## RECORDS
· · · · ·
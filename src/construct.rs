//! Test-instance construction: builds (n, p, q, V) tuples where
//! p = (D*V^2 + 1)/4 is prime and q is an independent random prime.
//!
//! The factorization engine never calls into this module; it exists so
//! tests, demos, and benchmarks can produce instances with a known secret V
//! to rediscover.

use num_bigint::BigUint;
use num_integer::Integer;
use num_traits::{One, Zero};
use rand::Rng;

use crate::arith::{is_probable_prime, random_bits, random_prime};
use crate::factor::CmError;

/// Miller-Rabin rounds for the constructor's primality gates.
const PRIMALITY_ROUNDS: u32 = 20;

/// Attempts before construction gives up on a parameter set.
const MAX_ATTEMPTS: u64 = 2_000;

/// A constructed CM semiprime with its secret parameters.
#[derive(Debug, Clone)]
pub struct CmInstance {
    /// The public modulus n = p * q.
    pub n: BigUint,
    /// The structured prime p = (D*V^2 + 1)/4.
    pub p: BigUint,
    /// The independent companion prime.
    pub q: BigUint,
    /// The secret CM parameter (odd).
    pub v: BigUint,
    /// The discriminant the instance was built with.
    pub d: BigUint,
}

/// Construct an instance for the given discriminant and bit sizes.
///
/// Each attempt draws a random odd `v_bits`-bit V, requires D*V^2 + 1 to be
/// divisible by 4, and gates p = (D*V^2 + 1)/4 through Miller-Rabin; on
/// success q is an independent `q_bits`-bit random prime. Attempts are
/// bounded, yielding `ConstructionFailed` rather than looping forever.
///
/// D must be congruent to 3 mod 8: with an odd V that residue is exactly
/// what makes the numerator divisible by 4.
pub fn construct_cm_instance(
    d: &BigUint,
    v_bits: u64,
    q_bits: u64,
    rng: &mut impl Rng,
) -> Result<CmInstance, CmError> {
    if d % 8u32 != BigUint::from(3u32) {
        return Err(CmError::InvalidDiscriminant(d.clone()));
    }
    if v_bits < 2 || q_bits < 2 {
        return Err(CmError::InvalidInput(format!(
            "bit sizes too small: v_bits = {}, q_bits = {}",
            v_bits, q_bits
        )));
    }

    for _ in 0..MAX_ATTEMPTS {
        let mut v = random_bits(v_bits, rng);
        if v.is_even() {
            v += 1u32;
        }

        let numerator = d * &v * &v + BigUint::one();
        if !(&numerator % 4u32).is_zero() {
            continue;
        }
        let p = numerator >> 2u32;
        if !is_probable_prime(&p, PRIMALITY_ROUNDS, rng) {
            continue;
        }

        let q = random_prime(q_bits, rng);
        let n = &p * &q;
        return Ok(CmInstance {
            n,
            p,
            q,
            v,
            d: d.clone(),
        });
    }

    Err(CmError::ConstructionFailed(MAX_ATTEMPTS))
}

#[cfg(test)]
mod tests {
    use super::*;
    use crate::structure::validate_cm_structure;
    use rand::rngs::StdRng;
    use rand::SeedableRng;

    #[test]
    fn test_construct_invariants() {
        let d = BigUint::from(11u32);
        let mut rng = StdRng::seed_from_u64(21);
        let inst = construct_cm_instance(&d, 16, 20, &mut rng).expect("construction");

        assert_eq!(&inst.p * &inst.q, inst.n);
        assert!(inst.v.is_odd());
        // p really is (D*V^2 + 1)/4.
        let numerator = &d * &inst.v * &inst.v + BigUint::one();
        assert_eq!(numerator >> 2u32, inst.p);
        // Both gates held.
        let mut check_rng = StdRng::seed_from_u64(22);
        assert!(is_probable_prime(&inst.p, 20, &mut check_rng));
        assert!(is_probable_prime(&inst.q, 20, &mut check_rng));
        // And the validator closes the loop.
        assert_eq!(validate_cm_structure(&inst.p, &d), Some(inst.v.clone()));
    }

    #[test]
    fn test_construct_rejects_bad_discriminant() {
        let mut rng = StdRng::seed_from_u64(23);
        for d in [5u32, 7, 8, 12] {
            let d = BigUint::from(d);
            assert!(matches!(
                construct_cm_instance(&d, 16, 16, &mut rng),
                Err(CmError::InvalidDiscriminant(_))
            ));
        }
    }

    #[test]
    fn test_construct_seeded_determinism() {
        let d = BigUint::from(19u32);
        let a = construct_cm_instance(&d, 16, 16, &mut StdRng::seed_from_u64(31)).unwrap();
        let b = construct_cm_instance(&d, 16, 16, &mut StdRng::seed_from_u64(31)).unwrap();
        assert_eq!(a.n, b.n);
        assert_eq!(a.v, b.v);
        assert_eq!(a.q, b.q);
    }

    #[test]
    fn test_construct_various_discriminants() {
        let mut rng = StdRng::seed_from_u64(37);
        for d in [3u32, 11, 19, 43] {
            let d = BigUint::from(d);
            let inst = construct_cm_instance(&d, 12, 14, &mut rng)
                .unwrap_or_else(|e| panic!("construction failed for D = {}: {}", d, e));
            assert_eq!(validate_cm_structure(&inst.p, &d), Some(inst.v));
        }
    }
}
· · · · ·
## BRIEF
Reproduce the listing above exactly.

## YOUR SOLUTION
filename src/construct.rs
//! Test-instance construction: builds (n, p, q, V) tuples where
//! p = (D*V^2 + 1)/4 is prime and q is an independent random prime.
//!
//! The factorization engine never calls into this module; it exists so
//! tests, demos, and benchmarks can produce instances with a known secret V
//! to rediscover.

use num_bigint::BigUint;
use num_integer::Integer;
use num_traits::{One, Zero};
use rand::Rng;

use crate::arith::{is_probable_prime, random_bits, random_prime};
use crate::factor::CmError;

/// Miller-Rabin rounds for the constructor's primality gates.
const PRIMALITY_ROUNDS: u32 = 20;

/// Attempts before construction gives up on a parameter set.
const MAX_ATTEMPTS: u64 = 2_000;

/// A constructed CM semiprime with its secret parameters.
#[derive(Debug, Clone)]
pub struct CmInstance {
    /// The public modulus n = p * q.
    pub n: BigUint,
    /// The structured prime p = (D*V^2 + 1)/4.
    pub p: BigUint,
    /// The independent companion prime.
    pub q: BigUint,
    /// The secret CM parameter (odd).
    pub v: BigUint,
    /// The discriminant the instance was built with.
    pub d: BigUint,
}

/// Construct an instance for the given discriminant and bit sizes.
///
/// Each attempt draws a random odd `v_bits`-bit V, requires D*V^2 + 1 to be
/// divisible by 4, and gates p = (D*V^2 + 1)/4 through Miller-Rabin; on
/// success q is an independent `q_bits`-bit random prime. Attempts are
/// bounded, yielding `ConstructionFailed` rather than looping forever.
///
/// D must be congruent to 3 mod 8: with an odd V that residue is exactly
/// what makes the numerator divisible by 4.
pub fn construct_cm_instance(
    d: &BigUint,
    v_bits: u64,
    q_bits: u64,
    rng: &mut impl Rng,
) -> Result<CmInstance, CmError> {
    if d % 8u32 != BigUint::from(3u32) {
        return Err(CmError::InvalidDiscriminant(d.clone()));
    }
    if v_bits < 2 || q_bits < 2 {
        return Err(CmError::InvalidInput(format!(
            "bit sizes too small: v_bits = {}, q_bits = {}",
            v_bits, q_bits
        )));
    }

    for _ in 0..MAX_ATTEMPTS {
        let mut v = random_bits(v_bits, rng);
        if v.is_even() {
            v += 1u32;
        }

        let numerator = d * &v * &v + BigUint::one();
        if !(&numerator % 4u32).is_zero() {
            continue;
        }
        let p = numerator >> 2u32;
        if !is_probable_prime(&p, PRIMALITY_ROUNDS, rng) {
            continue;
        }

        let q = random_prime(q_bits, rng);
        let n = &p * &q;
        return Ok(CmInstance {
            n,
            p,
            q,
            v,
            d: d.clone(),
        });
    }

    Err(CmError::ConstructionFailed(MAX_ATTEMPTS))
}

#[cfg(test)]
mod tests {
    use super::*;
    use crate::structure::validate_cm_structure;
    use rand::rngs::StdRng;
    use rand::SeedableRng;

    #[test]
    fn test_construct_invariants() {
        let d = BigUint::from(11u32);
        let mut rng = StdRng::seed_from_u64(21);
        let inst = construct_cm_instance(&d, 16, 20, &mut rng).expect("construction");

        assert_eq!(&inst.p * &inst.q, inst.n);
        assert!(inst.v.is_odd());
        // p really is (D*V^2 + 1)/4.
        let numerator = &d * &inst.v * &inst.v + BigUint::one();
        assert_eq!(numerator >> 2u32, inst.p);
        // Both gates held.
        let mut check_rng = StdRng::seed_from_u64(22);
        assert!(is_probable_prime(&inst.p, 20, &mut check_rng));
        assert!(is_probable_prime(&inst.q, 20, &mut check_rng));
        // And the validator closes the loop.
        assert_eq!(validate_cm_structure(&inst.p, &d), Some(inst.v.clone()));
    }

    #[test]
    fn test_construct_rejects_bad_discriminant() {
        let mut rng = StdRng::seed_from_u64(23);
        for d in [5u32, 7, 8, 12] {
            let d = BigUint::from(d);
            assert!(matches!(
                construct_cm_instance(&d, 16, 16, &mut rng),
                Err(CmError::InvalidDiscriminant(_))
            ));
        }
    }

    #[test]
    fn test_construct_seeded_determinism() {
        let d = BigUint::from(19u32);
        let a = construct_cm_instance(&d, 16, 16, &mut StdRng::seed_from_u64(31)).unwrap();
        let b = construct_cm_instance(&d, 16, 16, &mut StdRng::seed_from_u64(31)).unwrap();
        assert_eq!(a.n, b.n);
        assert_eq!(a.v, b.v);
        assert_eq!(a.q, b.q);
    }

    #[test]
    fn test_construct_various_discriminants() {
        let mut rng = StdRng::seed_from_u64(37);
        for d in [3u32, 11, 19, 43] {
            let d = BigUint::from(d);
            let inst = construct_cm_instance(&d, 12, 14, &mut rng)
                .unwrap_or_else(|e| panic!("construction failed for D = {}: {}", d, e));
            assert_eq!(validate_cm_structure(&inst.p, &d), Some(inst.v));
        }
    }
}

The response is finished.